The photo this winter of a smiling Mar-a-Lago guest with the uniformed military aide who carries the “nuclear football” was a rare—and unease-inducing—public reminder that just steps from the president at all times are the keys to end the world as we know it. Americans normally see very little of the massive apparatus that surrounds the modern presidency—and it’s easy to forget that much of it exists primarily to help ensure that the commander in chief, wherever he is in the world, is able to access the nation’s nuclear weapons and launch a retaliatory strike.

That communications and security infrastructure drives the enormous cost of moving a president around the country. Critics have said that President Donald Trump’s weekend jaunts to Mar-a-Lago cost upward of $3 million each, but even that is just a rough estimate.
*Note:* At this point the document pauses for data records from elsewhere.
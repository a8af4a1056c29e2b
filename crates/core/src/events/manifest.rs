//! Audio event manifest
//!
//! ```json
//! {
//!   "sample_rate": 24000,
//!   "events": {
//!     "laugh": {
//!       "variants": [
//!         {"id": "soft", "file": "laugh/soft.wav", "intensity_range": [0.0, 0.4], "duration": 0.3}
//!       ]
//!     }
//!   }
//! }
//! ```
//!
//! File paths are relative to the manifest's directory. Every file must be a
//! mono 16-bit PCM WAV at the manifest sample rate whose length is within
//! 50ms of the declared duration.

use crate::error::{Error, Result};
use serde::Deserialize;
use std::collections::BTreeMap;
use std::path::{Path, PathBuf};

/// Allowed gap between declared and measured duration (seconds)
pub const DURATION_TOLERANCE_S: f64 = 0.05;

/// One recorded take of an event
#[derive(Debug, Clone, PartialEq)]
pub struct AudioVariant {
    pub id: String,
    /// Resolved against the manifest directory
    pub file: PathBuf,
    pub intensity_min: f64,
    pub intensity_max: f64,
    /// Declared duration in seconds
    pub duration: f64,
}

impl AudioVariant {
    /// Inclusive on both ends
    pub fn matches_intensity(&self, intensity: f64) -> bool {
        self.intensity_min <= intensity && intensity <= self.intensity_max
    }

    pub fn range_width(&self) -> f64 {
        self.intensity_max - self.intensity_min
    }

    /// Distance from `intensity` to the range (0 inside it)
    pub fn distance(&self, intensity: f64) -> f64 {
        if intensity < self.intensity_min {
            self.intensity_min - intensity
        } else if intensity > self.intensity_max {
            intensity - self.intensity_max
        } else {
            0.0
        }
    }
}

/// All variants of one event type, in catalog order
#[derive(Debug, Clone, PartialEq)]
pub struct AudioEventSpec {
    pub event_type: String,
    pub variants: Vec<AudioVariant>,
}

impl AudioEventSpec {
    /// Pick the variant for an intensity
    ///
    /// Among variants whose range contains the intensity, the narrowest
    /// wins. With no containing range, the closest range wins. Ties go to
    /// the earlier variant in catalog order.
    pub fn select_variant(&self, intensity: f64) -> Option<&AudioVariant> {
        let mut best: Option<&AudioVariant> = None;
        for variant in self.variants.iter().filter(|v| v.matches_intensity(intensity)) {
            match best {
                Some(current) if variant.range_width() >= current.range_width() => {}
                _ => best = Some(variant),
            }
        }
        if best.is_some() {
            return best;
        }

        for variant in &self.variants {
            match best {
                Some(current) if variant.distance(intensity) >= current.distance(intensity) => {}
                _ => best = Some(variant),
            }
        }
        best
    }
}

#[derive(Deserialize)]
struct ManifestFile {
    sample_rate: u32,
    #[serde(default)]
    events: BTreeMap<String, EventEntry>,
}

#[derive(Deserialize)]
struct EventEntry {
    #[serde(default)]
    variants: Vec<VariantEntry>,
}

#[derive(Deserialize)]
struct VariantEntry {
    id: String,
    file: PathBuf,
    intensity_range: [f64; 2],
    duration: f64,
}

/// Catalog of pre-recorded event audio
#[derive(Debug, Clone, PartialEq)]
pub struct AudioEventManifest {
    base_dir: PathBuf,
    sample_rate: u32,
    events: BTreeMap<String, AudioEventSpec>,
}

impl AudioEventManifest {
    /// Read and parse a manifest file
    pub fn load(path: impl AsRef<Path>) -> Result<Self> {
        let path = path.as_ref();
        let json = std::fs::read_to_string(path).map_err(|e| {
            Error::InvalidManifest(format!("cannot read {}: {}", path.display(), e))
        })?;
        let base_dir = path.parent().unwrap_or_else(|| Path::new("."));
        Self::from_json_str(&json, base_dir)
    }

    /// Parse manifest JSON, resolving files against `base_dir`
    pub fn from_json_str(json: &str, base_dir: impl AsRef<Path>) -> Result<Self> {
        let base_dir = base_dir.as_ref().to_path_buf();
        let raw: ManifestFile =
            serde_json::from_str(json).map_err(|e| Error::InvalidManifest(e.to_string()))?;

        if raw.sample_rate == 0 {
            return Err(Error::InvalidManifest("sample_rate must be positive".into()));
        }

        let events = raw
            .events
            .into_iter()
            .map(|(event_type, entry)| {
                let variants = entry
                    .variants
                    .into_iter()
                    .map(|v| AudioVariant {
                        id: v.id,
                        file: base_dir.join(v.file),
                        intensity_min: v.intensity_range[0],
                        intensity_max: v.intensity_range[1],
                        duration: v.duration,
                    })
                    .collect();
                let spec = AudioEventSpec {
                    event_type: event_type.clone(),
                    variants,
                };
                (event_type, spec)
            })
            .collect();

        Ok(Self {
            base_dir,
            sample_rate: raw.sample_rate,
            events,
        })
    }

    pub fn base_dir(&self) -> &Path {
        &self.base_dir
    }

    pub fn sample_rate(&self) -> u32 {
        self.sample_rate
    }

    pub fn event_spec(&self, event_type: &str) -> Option<&AudioEventSpec> {
        self.events.get(event_type)
    }

    /// Event types in sorted order
    pub fn event_types(&self) -> impl Iterator<Item = &str> {
        self.events.keys().map(String::as_str)
    }

    /// Every variant with its event type
    pub fn variants(&self) -> impl Iterator<Item = (&str, &AudioVariant)> {
        self.events
            .iter()
            .flat_map(|(event_type, spec)| spec.variants.iter().map(move |v| (event_type.as_str(), v)))
    }

    /// Check every variant file against the manifest
    ///
    /// Returns one issue per problem, empty when everything matches.
    pub fn validate(&self) -> Vec<String> {
        let mut issues = Vec::new();

        for (event_type, variant) in self.variants() {
            let label = format!("{}/{}", event_type, variant.id);

            if !variant.file.exists() {
                issues.push(format!("{}: file not found: {}", label, variant.file.display()));
                continue;
            }

            let reader = match hound::WavReader::open(&variant.file) {
                Ok(reader) => reader,
                Err(e) => {
                    issues.push(format!("{}: invalid WAV: {}", label, e));
                    continue;
                }
            };

            let spec = reader.spec();
            if spec.channels != 1 {
                issues.push(format!("{}: must be mono, got {} channels", label, spec.channels));
            }
            if spec.sample_rate != self.sample_rate {
                issues.push(format!(
                    "{}: sample rate {} != manifest {}",
                    label, spec.sample_rate, self.sample_rate
                ));
            }
            if spec.bits_per_sample != 16 || spec.sample_format != hound::SampleFormat::Int {
                issues.push(format!(
                    "{}: must be 16-bit, got {}-bit",
                    label, spec.bits_per_sample
                ));
            }

            if spec.sample_rate > 0 {
                let actual = reader.duration() as f64 / spec.sample_rate as f64;
                if (actual - variant.duration).abs() > DURATION_TOLERANCE_S {
                    issues.push(format!(
                        "{}: duration {:.3}s != manifest {:.3}s",
                        label, actual, variant.duration
                    ));
                }
            }
        }

        issues
    }
}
The true costs of presidential travel are spread through so many offices, budgets and secret funds that it’s unlikely that even the government has any real sense of the precise cost of White House travel. One GAO study in recent years suggested it was upward of $100 million a year, with much of that price tag reflecting the roughly $180,000-an-hour cost of flying the Boeing 747s that normally operate as “Air Force One,” the codename for any Air Force plane carrying the commander in chief.

But that famous blue-and-white Boeing 747 is just the most visible symbol of presidential travel. There’s much more that unfolds behind the scenes. A presidential trip involves hundreds of military and government personnel and often requires dozens of flights, including a backup for Air Force One and transport planes that move the motorcade, helicopters and communications gear. And for shorter trips or smaller airports, other planes can step in too: The Boeing 757s that normally fly the vice president as Air Force Two might be used this summer to shuttle Trump on the short hop to his expected summer escape at the Trump National Golf Club in Bedminster, New Jersey.

And then there’s a whole other fleet that the Air Force tries to keep out of sight. Ever since the 1960s, the United States has been building and equipping a special set of planes whose sole purpose has been to evacuate the president in the event of a nuclear war and allow him to command a war from wherever he may be.

The airplanes, while not technically secret, are rarely mentioned—the Air Force does not even publicly acknowledge owning some of them—even though they’re always at the president’s beck and call. Through interviews, declassified records and a careful review of Air Force manuals and other historical documents, though, it’s possible to piece together a window into this secret fleet. As it turns out, the biggest secret surrounding the fleet isn’t the planes themselves—it’s where the planes are supposed to land after scooping up the president, an answer that lies in a key friendship of first lady Jackie Kennedy.